Krefelder backen in Schweden

Thomas und Regine Zaunbrecher haben mit ihrer Backstube in Orsa einen Neustart gewagt. Ihre Kunden lieben die deutschen Brote, Teilchen und Kuchen, die das Paar vom Niederrhein dort anbietet.

Es duftet: Nach frischen Brötchen, nach süßen Plunderteilchen, nach Blaubeerkuchen, Kirschstreusel und Hefestriezel, nach Holzofenbrot. Und man fühlt sich in dem schnuckeligen Laden sofort heimisch.

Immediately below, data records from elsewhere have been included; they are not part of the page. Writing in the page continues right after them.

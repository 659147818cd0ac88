//! Bluetooth Module
//!
//! BLE central link to a single hover robot.
//!
//! ## Architecture
//!
//! ```text
//! ┌─────────────────────────────────────────────────────────┐
//! │                    BluetoothService                      │
//! │  (Main coordinator - public API for the application)     │
//! └───────┬──────────────┬──────────────┬──────────────┬────┘
//!         │              │              │              │
//!         ▼              ▼              ▼              ▼
//! ┌───────────┐  ┌────────────┐  ┌────────────┐  ┌─────────────┐
//! │  Scanner  │  │ Connection │  │ Dispatcher │  │Notifications│
//! │           │  │   actor    │  │            │  │             │
//! │ - window  │  │ - states   │  │ - 1 write  │  │ - length    │
//! │ - registry│  │ - GATT     │  │   in flight│  │   filter    │
//! │           │  │   discovery│  │ - coalesce │  │ - decode    │
//! └─────┬─────┘  └─────┬──────┘  └─────┬──────┘  └──────┬──────┘
//!       └──────────────┴───────┬───────┴────────────────┘
//!                              ▼
//!                  ┌───────────────────────┐
//!                  │ BleTransport (winrt / │
//!                  │ simulated)            │
//!                  └───────────────────────┘
//! ```
//!
//! ## Modules
//!
//! - [`protocol`] - GATT identifiers and the binary frame codec
//! - [`transport`] - Platform BLE abstraction and its event type
//! - [`scanner`] - Time-bounded device discovery
//! - [`connection`] - Connection state machine actor
//! - [`dispatcher`] - Serialized command writes
//! - [`notifications`] - Telemetry notification pipeline
//! - [`service`] - Main service coordinator

pub mod connection;
pub mod dispatcher;
pub mod error;
pub mod notifications;
pub mod protocol;
pub mod scanner;
pub mod service;
pub mod simulated;
pub mod status;
pub mod transport;
#[cfg(windows)]
pub mod winrt;

// Re-export main service for convenience
pub use error::{BleError, DispatchError};
pub use scanner::ScanOutcome;
pub use service::BluetoothService;
pub use transport::{BleTransport, TransportEvent};
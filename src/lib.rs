//! BLE central link to a self-balancing hover robot.
//!
//! [`BluetoothService`] discovers the robot, manages the single GATT
//! connection, writes joystick and PID commands one at a time, and streams
//! decoded telemetry.

pub mod domain;
pub mod infrastructure;

pub use domain::models::{
    AxisControl, ConnectionStatus, DeviceAddress, OutboundCommand, PeripheralIdentity,
    PidSettings, ScanSnapshot, TelemetryFrame,
};
pub use infrastructure::bluetooth::{BleError, BluetoothService, DispatchError, ScanOutcome};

Nichts geht eben über die Vielfalt der Brote in einer typisch deutschen Bäckerei. Aber hier ist doch vieles anders. Vor allem: Dieser Laden liegt gar nicht in Deutschland — nämlich am Stadtrand von Orsa in der mittelschwedischen Region Dalarna.

Krefelder backen in Schweden
Foto: Brigitte Geiselhart

Begrüßt und bedient wird man von den Chefs persönlich. Von Thomas Zaunbrecher und seiner Frau Regine. Vor vier Jahren hat der Bäcker aus Krefeld dort seine Backstube geschlossen, zusammen mit seiner Frau und deren damals zwölf Jahre alten Sohn Fynn seine Siebensachen gepackt und ist nach Schweden ausgewandert — allen Warnungen von Freunden und Familie zum Trotz.

„Wo willst du in dieser verlassenen Gegend einen passenden Laden finden?“ „Wo soll die nötige Kundschaft herkommen?“ Diese und andere besorgte Fragen seines Vaters haben sich für Thomas Zaunbrecher mittlerweile in Luft aufgelöst. Dabei kam ihm durchaus auch der Zufall zu Hilfe. „Bei der Internetsuche nach einem geeigneten Standort für Wohnung, Laden und Backstube wollte ich eigentlich in der Stadt Mora suchen, habe mich aber vertippt — und bin so auf Orsa gekommen“, sagt Zaunbrecher und muss lachen. Dass er noch etwas Neues außerhalb seiner Heimat wagen musste, das war ihm bereits im Jahr zuvor klar geworden, als er bei einem Schwedenurlaub die Liebe zu Land und Leuten entdeckte. „Ich war damals gerade 50 geworden und wurde vielleicht auch ein wenig von Torschlusspanik gepackt.“

Bereut haben die Zaunbrechers ihre Entscheidung bis heute nicht. „Schweden ist für uns das europäische Kanada“, beschreiben sie ihre Wahlheimat. „Man ist von einer unvorstellbaren Natur umgeben, hat die Möglichkeit frei zu leben und muss viel weniger Vorschriften als in Deutschland beachten. Und man bekommt von den Menschen hier einen großen Vertrauensvorschuss“, fasst Thomas Zaunbrecher zusammen.

Es ist Samstagmorgen, kurz nach 10 Uhr. Regine Zaunbrecher steht hinter der Verkaufstheke. Zu den Kunden, die von der gelernten Reiseverkaufsfrau in Schwedisch freundlich empfangen werden, gehört auch Johan Edsberg. Seit der Arzt aus Mora von einem deutschen Kollegen von der „Orsa-Bagarstuga“ — der Orsa-Backstube — erfahren hat, kauft er hier regelmäßig am Wochenende ein, heute zusammen mit seiner Schwiegermutter.

Eine 20 Kilometer lange Anfahrt nimmt er dafür gerne in Kauf. Diesmal hat er sich mit einem Bauernbrot und Käsekuchen eingedeckt. „Die Vielfalt und Frische ist begeisternd. Solch köstliche Backwaren findet man bei uns weit und breit sonst nicht. Wir Schweden haben leider keine richtige Backtradition“, sagt Edsberg. „Ich garantiere euch, dass es hier das beste Brot gibt, das man in ganz Schweden finden kann“, setzt seine Schwiegermutter noch ein Lob drauf.

Keine Frage, Familie Zaunbrecher ist im „Herzen Schwedens“, wie die Region Dalarna von Einheimischen genannt wird, angekommen. Auch der inzwischen 16 Jahre alte Fynn: Er beherrscht die Sprache längst perfekt und hat viel Freude an seiner Ausbildung zum Holz- und Forstwirt. Freizeitmöglichkeiten gibt es in der neuen Heimat genug. Und mit dem Flieger ist man auch schnell wieder in Krefeld, wenn das Heimweh dann doch mal größer wird. Erst vor wenigen Wochen hat Regine Zaunbrecher ihre beste Freundin in der alten Heimat besucht.

An ein Zurück denken die Zaunbrechers aber derzeit nicht, ganz im Gegenteil. In Zukunft will sich die Familie in Orsa um den Kauf von Ferienwohnungen bemühen — als zweites Standbein neben der Bäckerei.